[WORK ORDER] Tally every line of the records below that includes "thread", and reply with the total alone.

=== Section Start ===

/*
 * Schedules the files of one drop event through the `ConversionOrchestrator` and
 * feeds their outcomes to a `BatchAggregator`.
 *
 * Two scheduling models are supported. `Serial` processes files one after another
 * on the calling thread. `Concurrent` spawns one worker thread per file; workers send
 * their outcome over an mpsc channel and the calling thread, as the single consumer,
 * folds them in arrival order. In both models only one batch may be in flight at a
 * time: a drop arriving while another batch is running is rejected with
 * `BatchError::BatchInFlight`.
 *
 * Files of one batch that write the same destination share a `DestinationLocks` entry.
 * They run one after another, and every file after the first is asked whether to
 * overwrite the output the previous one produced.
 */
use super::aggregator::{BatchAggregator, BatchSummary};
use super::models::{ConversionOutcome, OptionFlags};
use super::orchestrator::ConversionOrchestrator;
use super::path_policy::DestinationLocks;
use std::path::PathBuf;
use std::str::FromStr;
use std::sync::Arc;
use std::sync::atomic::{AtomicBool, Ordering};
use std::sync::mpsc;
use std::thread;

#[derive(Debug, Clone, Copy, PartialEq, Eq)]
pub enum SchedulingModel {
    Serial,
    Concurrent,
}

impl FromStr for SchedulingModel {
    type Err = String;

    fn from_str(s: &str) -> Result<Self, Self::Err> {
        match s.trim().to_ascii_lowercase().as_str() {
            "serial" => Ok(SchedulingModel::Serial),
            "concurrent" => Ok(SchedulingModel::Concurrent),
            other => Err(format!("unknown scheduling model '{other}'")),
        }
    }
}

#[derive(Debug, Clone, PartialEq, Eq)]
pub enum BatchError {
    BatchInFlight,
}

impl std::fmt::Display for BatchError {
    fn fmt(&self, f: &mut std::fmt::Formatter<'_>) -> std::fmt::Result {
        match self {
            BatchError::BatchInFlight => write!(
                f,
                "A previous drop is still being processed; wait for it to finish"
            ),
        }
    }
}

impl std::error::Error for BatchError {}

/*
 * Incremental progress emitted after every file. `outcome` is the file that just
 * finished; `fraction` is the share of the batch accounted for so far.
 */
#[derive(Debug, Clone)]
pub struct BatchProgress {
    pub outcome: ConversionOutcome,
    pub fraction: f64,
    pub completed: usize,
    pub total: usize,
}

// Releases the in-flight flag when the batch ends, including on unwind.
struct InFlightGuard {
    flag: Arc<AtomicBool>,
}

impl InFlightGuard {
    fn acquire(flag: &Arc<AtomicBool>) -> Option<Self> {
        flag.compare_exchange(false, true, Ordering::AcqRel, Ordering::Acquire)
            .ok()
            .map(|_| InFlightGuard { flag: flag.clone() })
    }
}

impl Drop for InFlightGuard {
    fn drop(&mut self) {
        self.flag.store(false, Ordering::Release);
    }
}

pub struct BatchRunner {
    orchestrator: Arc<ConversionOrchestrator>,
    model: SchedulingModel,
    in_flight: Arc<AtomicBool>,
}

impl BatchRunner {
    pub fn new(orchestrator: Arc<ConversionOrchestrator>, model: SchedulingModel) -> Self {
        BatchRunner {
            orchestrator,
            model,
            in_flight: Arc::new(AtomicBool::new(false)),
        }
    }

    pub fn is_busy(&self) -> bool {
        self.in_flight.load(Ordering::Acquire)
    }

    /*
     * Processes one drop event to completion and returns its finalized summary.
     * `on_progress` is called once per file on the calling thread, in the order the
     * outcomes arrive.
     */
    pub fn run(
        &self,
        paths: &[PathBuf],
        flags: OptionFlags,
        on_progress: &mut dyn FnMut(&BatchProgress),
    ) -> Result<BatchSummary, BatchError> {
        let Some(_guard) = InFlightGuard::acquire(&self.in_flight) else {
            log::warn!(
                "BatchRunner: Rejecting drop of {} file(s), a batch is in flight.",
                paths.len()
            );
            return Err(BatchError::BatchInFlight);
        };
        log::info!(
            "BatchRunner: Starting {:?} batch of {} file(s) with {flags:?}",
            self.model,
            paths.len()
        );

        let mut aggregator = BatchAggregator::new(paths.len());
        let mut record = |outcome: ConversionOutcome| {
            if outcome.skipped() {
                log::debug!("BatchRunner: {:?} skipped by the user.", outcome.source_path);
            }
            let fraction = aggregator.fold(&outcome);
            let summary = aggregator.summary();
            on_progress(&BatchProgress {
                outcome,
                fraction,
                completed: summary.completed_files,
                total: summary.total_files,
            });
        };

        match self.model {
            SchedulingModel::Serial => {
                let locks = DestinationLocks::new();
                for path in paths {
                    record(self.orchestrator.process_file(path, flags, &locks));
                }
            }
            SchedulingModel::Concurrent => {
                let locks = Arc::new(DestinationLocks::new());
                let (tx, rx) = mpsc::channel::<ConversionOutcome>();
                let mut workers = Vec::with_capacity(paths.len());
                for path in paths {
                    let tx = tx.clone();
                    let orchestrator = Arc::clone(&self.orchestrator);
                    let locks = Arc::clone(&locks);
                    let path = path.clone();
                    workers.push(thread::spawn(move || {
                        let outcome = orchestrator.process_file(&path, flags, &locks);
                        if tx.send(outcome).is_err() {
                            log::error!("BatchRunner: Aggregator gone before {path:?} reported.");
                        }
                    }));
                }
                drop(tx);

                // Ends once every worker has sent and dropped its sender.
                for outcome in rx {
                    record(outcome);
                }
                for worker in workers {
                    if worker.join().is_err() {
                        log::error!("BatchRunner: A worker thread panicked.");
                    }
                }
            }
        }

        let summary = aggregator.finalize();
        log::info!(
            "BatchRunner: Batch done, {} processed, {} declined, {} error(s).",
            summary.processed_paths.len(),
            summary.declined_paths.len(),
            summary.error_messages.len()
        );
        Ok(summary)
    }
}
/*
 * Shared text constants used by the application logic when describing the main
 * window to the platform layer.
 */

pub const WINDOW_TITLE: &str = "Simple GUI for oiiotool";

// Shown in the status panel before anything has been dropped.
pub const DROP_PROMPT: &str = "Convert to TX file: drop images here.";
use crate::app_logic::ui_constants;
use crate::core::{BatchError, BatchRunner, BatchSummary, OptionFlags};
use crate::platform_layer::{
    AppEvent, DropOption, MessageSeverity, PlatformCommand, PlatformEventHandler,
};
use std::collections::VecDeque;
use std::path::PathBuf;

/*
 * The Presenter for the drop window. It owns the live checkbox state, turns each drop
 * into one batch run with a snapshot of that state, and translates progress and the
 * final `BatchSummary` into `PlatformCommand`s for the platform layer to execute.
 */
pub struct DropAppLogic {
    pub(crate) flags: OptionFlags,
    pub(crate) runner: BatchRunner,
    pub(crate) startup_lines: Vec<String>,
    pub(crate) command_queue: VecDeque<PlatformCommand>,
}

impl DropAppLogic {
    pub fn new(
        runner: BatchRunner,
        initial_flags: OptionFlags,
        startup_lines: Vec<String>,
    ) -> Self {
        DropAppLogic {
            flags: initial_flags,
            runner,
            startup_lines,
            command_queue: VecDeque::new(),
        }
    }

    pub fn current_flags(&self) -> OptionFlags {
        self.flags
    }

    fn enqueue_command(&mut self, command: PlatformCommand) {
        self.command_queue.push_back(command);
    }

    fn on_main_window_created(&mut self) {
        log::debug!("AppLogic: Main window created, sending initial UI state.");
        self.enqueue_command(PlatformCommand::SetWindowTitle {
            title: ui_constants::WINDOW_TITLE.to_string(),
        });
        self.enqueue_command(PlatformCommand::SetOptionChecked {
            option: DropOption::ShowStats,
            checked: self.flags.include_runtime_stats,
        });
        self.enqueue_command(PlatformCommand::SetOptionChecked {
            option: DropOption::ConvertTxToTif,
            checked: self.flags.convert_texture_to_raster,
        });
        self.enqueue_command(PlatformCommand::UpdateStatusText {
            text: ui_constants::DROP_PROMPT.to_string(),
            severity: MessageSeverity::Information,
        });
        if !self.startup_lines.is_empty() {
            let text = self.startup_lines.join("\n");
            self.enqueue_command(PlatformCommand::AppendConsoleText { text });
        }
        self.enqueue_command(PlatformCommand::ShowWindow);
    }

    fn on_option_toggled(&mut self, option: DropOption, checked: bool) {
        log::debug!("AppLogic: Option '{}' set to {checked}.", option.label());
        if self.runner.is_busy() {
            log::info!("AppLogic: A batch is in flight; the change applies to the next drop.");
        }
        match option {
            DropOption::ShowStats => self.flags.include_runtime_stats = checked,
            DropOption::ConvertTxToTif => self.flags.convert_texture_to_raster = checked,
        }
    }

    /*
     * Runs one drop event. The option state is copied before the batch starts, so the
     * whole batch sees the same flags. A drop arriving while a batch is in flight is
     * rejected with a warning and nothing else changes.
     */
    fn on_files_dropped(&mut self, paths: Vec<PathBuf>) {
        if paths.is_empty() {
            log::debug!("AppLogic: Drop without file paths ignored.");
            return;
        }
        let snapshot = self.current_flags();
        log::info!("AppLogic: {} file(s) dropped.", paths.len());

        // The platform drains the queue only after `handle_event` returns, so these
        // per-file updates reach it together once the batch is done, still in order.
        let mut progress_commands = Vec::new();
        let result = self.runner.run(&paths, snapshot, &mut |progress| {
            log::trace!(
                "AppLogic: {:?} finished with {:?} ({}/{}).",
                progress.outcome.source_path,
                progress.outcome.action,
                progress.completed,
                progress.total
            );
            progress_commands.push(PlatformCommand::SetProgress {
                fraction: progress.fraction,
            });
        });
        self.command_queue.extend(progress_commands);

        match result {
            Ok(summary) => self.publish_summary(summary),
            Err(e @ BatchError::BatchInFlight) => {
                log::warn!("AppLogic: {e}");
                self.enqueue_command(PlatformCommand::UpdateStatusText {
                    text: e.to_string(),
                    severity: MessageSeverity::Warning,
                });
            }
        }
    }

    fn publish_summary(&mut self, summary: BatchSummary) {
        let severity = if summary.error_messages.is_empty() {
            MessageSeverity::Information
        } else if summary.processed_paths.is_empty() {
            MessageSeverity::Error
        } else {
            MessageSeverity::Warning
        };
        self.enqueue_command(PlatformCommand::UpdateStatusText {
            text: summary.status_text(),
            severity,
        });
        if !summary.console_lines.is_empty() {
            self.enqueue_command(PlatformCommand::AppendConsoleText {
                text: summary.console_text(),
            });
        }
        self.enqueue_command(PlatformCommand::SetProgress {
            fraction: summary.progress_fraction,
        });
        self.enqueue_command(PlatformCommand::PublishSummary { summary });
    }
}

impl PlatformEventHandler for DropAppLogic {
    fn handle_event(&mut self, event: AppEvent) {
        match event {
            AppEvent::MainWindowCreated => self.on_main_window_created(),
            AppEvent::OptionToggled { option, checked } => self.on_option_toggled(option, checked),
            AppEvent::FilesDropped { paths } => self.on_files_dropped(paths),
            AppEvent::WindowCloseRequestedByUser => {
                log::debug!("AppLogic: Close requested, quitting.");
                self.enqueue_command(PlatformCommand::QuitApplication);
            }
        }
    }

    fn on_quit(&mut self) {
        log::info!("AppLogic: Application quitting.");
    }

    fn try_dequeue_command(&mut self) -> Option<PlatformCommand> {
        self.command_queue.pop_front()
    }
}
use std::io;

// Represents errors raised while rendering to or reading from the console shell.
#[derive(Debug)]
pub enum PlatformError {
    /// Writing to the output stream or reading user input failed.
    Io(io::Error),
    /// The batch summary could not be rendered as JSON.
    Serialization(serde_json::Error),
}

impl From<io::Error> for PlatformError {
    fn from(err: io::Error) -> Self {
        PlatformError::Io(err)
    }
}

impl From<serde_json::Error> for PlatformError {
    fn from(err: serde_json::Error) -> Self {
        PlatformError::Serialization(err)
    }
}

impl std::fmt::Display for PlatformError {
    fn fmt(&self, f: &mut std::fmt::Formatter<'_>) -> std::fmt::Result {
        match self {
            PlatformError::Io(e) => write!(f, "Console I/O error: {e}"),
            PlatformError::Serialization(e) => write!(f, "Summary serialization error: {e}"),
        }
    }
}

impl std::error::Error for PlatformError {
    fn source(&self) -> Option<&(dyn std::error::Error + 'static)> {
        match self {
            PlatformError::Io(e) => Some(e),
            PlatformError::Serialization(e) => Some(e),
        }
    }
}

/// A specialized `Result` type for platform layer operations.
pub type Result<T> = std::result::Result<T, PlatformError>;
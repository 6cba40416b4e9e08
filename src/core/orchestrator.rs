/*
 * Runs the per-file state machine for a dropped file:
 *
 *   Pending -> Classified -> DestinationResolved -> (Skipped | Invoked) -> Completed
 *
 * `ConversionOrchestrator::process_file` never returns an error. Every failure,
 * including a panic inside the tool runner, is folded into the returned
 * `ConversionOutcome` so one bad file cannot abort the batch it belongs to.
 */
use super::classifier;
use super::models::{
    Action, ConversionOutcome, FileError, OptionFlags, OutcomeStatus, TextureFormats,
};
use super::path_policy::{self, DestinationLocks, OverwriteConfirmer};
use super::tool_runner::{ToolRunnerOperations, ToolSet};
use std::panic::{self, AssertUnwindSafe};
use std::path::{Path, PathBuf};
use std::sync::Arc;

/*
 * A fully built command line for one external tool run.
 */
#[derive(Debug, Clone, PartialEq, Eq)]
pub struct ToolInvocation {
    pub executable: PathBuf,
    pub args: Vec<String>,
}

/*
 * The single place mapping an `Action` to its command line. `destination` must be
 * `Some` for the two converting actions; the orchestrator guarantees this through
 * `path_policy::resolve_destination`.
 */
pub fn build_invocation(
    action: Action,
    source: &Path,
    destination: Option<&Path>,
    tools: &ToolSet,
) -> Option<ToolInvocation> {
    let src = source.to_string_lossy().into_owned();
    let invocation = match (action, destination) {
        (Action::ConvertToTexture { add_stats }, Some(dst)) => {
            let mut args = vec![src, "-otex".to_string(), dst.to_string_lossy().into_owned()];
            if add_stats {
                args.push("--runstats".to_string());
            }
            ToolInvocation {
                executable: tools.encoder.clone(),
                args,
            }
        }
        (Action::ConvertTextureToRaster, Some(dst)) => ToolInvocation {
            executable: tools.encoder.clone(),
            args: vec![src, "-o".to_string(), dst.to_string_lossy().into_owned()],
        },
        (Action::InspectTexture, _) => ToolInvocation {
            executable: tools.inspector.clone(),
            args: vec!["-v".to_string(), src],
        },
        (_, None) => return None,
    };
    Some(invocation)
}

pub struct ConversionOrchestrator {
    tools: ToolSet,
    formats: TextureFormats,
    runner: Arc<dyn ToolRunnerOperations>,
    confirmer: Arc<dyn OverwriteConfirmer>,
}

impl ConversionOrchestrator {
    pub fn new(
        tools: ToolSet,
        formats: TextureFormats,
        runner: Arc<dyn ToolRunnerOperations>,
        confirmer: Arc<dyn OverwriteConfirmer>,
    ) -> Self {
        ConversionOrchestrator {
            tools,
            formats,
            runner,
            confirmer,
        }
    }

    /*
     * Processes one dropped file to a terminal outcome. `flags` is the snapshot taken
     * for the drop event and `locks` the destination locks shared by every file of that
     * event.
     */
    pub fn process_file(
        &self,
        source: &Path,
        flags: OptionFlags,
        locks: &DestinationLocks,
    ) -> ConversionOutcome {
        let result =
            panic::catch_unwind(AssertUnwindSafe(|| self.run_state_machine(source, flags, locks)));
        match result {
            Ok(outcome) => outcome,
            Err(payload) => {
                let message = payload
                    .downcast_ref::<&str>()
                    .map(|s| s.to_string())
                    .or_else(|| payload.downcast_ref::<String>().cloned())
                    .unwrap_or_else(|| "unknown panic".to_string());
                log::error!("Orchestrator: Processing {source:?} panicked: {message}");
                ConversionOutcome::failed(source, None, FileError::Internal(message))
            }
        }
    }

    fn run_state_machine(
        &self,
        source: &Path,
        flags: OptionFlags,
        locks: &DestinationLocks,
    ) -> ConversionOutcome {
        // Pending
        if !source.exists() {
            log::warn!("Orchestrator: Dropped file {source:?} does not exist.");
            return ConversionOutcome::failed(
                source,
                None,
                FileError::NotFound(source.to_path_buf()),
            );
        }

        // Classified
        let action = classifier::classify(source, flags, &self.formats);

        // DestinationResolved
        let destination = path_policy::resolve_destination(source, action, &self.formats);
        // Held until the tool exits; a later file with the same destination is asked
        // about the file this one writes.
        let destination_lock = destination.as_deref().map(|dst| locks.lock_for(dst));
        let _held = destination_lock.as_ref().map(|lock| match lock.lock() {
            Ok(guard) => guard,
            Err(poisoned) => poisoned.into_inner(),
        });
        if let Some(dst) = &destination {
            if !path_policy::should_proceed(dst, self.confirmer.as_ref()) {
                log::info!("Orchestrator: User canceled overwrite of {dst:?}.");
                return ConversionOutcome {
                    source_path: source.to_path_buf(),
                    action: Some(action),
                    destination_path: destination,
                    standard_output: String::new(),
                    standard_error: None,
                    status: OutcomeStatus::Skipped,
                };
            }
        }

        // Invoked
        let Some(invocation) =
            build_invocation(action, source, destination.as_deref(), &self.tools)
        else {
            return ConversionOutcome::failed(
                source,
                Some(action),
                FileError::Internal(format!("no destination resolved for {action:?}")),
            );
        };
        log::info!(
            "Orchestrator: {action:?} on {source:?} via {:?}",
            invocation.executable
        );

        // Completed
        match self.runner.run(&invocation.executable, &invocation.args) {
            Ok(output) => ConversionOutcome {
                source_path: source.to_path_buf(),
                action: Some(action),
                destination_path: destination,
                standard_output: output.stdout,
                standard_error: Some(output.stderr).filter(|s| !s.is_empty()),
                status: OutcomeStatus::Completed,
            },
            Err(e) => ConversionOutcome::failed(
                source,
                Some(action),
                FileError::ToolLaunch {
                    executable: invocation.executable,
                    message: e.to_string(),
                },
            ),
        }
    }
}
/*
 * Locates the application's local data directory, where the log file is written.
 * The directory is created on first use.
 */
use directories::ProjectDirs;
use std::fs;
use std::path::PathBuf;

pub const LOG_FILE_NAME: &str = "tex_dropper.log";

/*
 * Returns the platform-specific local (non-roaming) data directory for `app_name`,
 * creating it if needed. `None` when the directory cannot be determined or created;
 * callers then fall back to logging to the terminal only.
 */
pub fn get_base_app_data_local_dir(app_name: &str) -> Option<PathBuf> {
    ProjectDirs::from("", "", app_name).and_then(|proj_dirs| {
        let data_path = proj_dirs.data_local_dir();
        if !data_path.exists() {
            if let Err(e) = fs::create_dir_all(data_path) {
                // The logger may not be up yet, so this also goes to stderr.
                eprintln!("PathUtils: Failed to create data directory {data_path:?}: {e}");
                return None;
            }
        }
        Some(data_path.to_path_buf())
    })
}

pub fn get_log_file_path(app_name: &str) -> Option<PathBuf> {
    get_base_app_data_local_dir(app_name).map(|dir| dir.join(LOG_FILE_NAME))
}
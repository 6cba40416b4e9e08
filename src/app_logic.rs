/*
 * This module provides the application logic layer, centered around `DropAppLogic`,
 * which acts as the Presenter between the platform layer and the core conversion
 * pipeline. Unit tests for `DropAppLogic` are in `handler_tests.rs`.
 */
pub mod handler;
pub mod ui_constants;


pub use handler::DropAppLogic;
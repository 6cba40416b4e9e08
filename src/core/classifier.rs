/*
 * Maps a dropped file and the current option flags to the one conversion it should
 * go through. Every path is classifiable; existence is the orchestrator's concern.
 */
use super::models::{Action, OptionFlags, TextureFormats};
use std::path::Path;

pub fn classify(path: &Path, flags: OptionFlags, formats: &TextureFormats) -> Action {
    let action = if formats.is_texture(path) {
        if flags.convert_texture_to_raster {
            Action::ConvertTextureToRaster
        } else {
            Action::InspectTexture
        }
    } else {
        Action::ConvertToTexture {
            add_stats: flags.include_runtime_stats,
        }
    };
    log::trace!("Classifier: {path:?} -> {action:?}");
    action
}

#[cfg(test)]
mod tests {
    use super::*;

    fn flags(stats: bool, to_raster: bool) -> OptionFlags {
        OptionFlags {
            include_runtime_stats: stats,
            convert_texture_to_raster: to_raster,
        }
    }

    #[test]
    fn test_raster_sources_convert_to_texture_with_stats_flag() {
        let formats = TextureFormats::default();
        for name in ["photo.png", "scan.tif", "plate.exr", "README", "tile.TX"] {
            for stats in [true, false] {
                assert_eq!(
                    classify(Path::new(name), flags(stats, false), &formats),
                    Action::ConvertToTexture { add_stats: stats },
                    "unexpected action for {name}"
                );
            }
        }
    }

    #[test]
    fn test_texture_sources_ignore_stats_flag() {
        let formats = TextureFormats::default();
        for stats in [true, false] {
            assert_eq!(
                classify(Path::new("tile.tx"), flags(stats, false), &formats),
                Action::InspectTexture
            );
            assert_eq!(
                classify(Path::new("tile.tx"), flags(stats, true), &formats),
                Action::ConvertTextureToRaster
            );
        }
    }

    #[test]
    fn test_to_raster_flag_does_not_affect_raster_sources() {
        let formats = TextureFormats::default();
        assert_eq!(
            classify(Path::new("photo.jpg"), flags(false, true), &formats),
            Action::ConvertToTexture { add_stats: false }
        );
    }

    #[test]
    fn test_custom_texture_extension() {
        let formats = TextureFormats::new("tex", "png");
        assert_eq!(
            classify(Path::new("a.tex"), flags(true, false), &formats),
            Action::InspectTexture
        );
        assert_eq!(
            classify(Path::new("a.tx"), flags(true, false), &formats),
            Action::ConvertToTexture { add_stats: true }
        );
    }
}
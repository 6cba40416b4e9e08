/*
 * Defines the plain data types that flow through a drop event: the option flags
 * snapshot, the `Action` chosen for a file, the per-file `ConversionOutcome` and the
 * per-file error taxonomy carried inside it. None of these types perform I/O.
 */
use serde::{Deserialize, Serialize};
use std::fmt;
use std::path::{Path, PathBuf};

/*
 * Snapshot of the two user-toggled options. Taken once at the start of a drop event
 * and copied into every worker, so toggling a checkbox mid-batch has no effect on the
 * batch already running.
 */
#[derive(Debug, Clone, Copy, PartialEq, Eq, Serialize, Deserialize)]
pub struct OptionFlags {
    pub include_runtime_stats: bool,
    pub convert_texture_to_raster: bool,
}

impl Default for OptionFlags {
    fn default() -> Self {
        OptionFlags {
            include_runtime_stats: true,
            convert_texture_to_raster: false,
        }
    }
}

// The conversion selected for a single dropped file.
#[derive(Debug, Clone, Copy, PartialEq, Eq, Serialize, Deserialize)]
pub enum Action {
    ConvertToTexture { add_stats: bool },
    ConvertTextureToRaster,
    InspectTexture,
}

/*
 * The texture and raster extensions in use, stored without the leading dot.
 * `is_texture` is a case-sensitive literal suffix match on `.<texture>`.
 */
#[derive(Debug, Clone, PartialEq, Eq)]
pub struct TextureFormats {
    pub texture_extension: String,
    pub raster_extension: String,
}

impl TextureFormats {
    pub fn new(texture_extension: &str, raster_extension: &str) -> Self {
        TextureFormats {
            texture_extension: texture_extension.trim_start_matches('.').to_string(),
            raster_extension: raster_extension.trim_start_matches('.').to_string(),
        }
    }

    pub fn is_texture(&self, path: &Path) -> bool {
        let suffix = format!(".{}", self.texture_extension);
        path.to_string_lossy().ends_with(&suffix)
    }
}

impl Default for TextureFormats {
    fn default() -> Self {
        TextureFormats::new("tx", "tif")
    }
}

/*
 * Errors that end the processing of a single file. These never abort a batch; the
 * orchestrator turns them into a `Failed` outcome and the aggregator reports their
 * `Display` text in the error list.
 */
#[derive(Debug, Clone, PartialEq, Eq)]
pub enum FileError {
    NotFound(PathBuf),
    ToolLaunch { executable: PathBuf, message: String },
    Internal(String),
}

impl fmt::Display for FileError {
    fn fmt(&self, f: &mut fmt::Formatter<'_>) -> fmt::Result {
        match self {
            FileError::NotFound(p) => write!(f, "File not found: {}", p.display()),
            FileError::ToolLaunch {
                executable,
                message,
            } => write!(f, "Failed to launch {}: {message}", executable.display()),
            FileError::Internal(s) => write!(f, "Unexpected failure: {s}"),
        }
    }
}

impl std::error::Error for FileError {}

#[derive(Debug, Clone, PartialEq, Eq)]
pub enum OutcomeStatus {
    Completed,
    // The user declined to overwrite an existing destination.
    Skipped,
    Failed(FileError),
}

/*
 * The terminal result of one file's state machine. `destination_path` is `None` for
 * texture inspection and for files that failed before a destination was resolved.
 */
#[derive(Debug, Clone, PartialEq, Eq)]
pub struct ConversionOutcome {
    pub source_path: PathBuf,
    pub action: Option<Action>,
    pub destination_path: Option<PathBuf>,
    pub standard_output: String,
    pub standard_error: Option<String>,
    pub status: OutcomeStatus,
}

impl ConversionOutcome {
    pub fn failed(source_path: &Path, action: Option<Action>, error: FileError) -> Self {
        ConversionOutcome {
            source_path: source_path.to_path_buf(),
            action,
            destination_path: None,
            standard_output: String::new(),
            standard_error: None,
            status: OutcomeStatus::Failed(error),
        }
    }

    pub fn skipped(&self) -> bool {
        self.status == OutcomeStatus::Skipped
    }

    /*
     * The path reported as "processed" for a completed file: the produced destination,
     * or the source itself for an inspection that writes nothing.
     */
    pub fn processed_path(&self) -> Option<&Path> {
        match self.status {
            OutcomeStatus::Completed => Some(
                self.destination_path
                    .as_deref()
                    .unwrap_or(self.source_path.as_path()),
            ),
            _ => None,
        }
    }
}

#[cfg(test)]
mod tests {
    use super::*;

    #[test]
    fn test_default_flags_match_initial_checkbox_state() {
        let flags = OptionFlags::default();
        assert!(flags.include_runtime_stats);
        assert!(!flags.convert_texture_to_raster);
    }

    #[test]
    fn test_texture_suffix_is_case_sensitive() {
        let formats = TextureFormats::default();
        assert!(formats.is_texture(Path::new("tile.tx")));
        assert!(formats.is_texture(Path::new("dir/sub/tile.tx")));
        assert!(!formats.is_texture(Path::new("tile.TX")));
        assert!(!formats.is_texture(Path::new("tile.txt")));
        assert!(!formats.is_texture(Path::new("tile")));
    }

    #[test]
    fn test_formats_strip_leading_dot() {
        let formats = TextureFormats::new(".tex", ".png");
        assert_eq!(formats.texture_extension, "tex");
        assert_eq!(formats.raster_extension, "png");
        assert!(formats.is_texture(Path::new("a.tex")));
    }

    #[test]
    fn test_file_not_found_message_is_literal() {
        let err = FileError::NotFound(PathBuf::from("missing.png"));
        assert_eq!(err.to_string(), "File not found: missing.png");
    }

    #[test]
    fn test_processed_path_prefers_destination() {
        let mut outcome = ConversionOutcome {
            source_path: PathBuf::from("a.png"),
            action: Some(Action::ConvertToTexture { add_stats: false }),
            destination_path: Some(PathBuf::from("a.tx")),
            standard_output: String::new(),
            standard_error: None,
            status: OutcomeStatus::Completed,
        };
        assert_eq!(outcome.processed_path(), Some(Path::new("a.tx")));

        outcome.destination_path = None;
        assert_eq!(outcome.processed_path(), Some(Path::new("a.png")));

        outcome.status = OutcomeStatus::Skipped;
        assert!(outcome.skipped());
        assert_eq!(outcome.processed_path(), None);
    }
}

=== Section End ===

[SOLVED EXERCISE] 6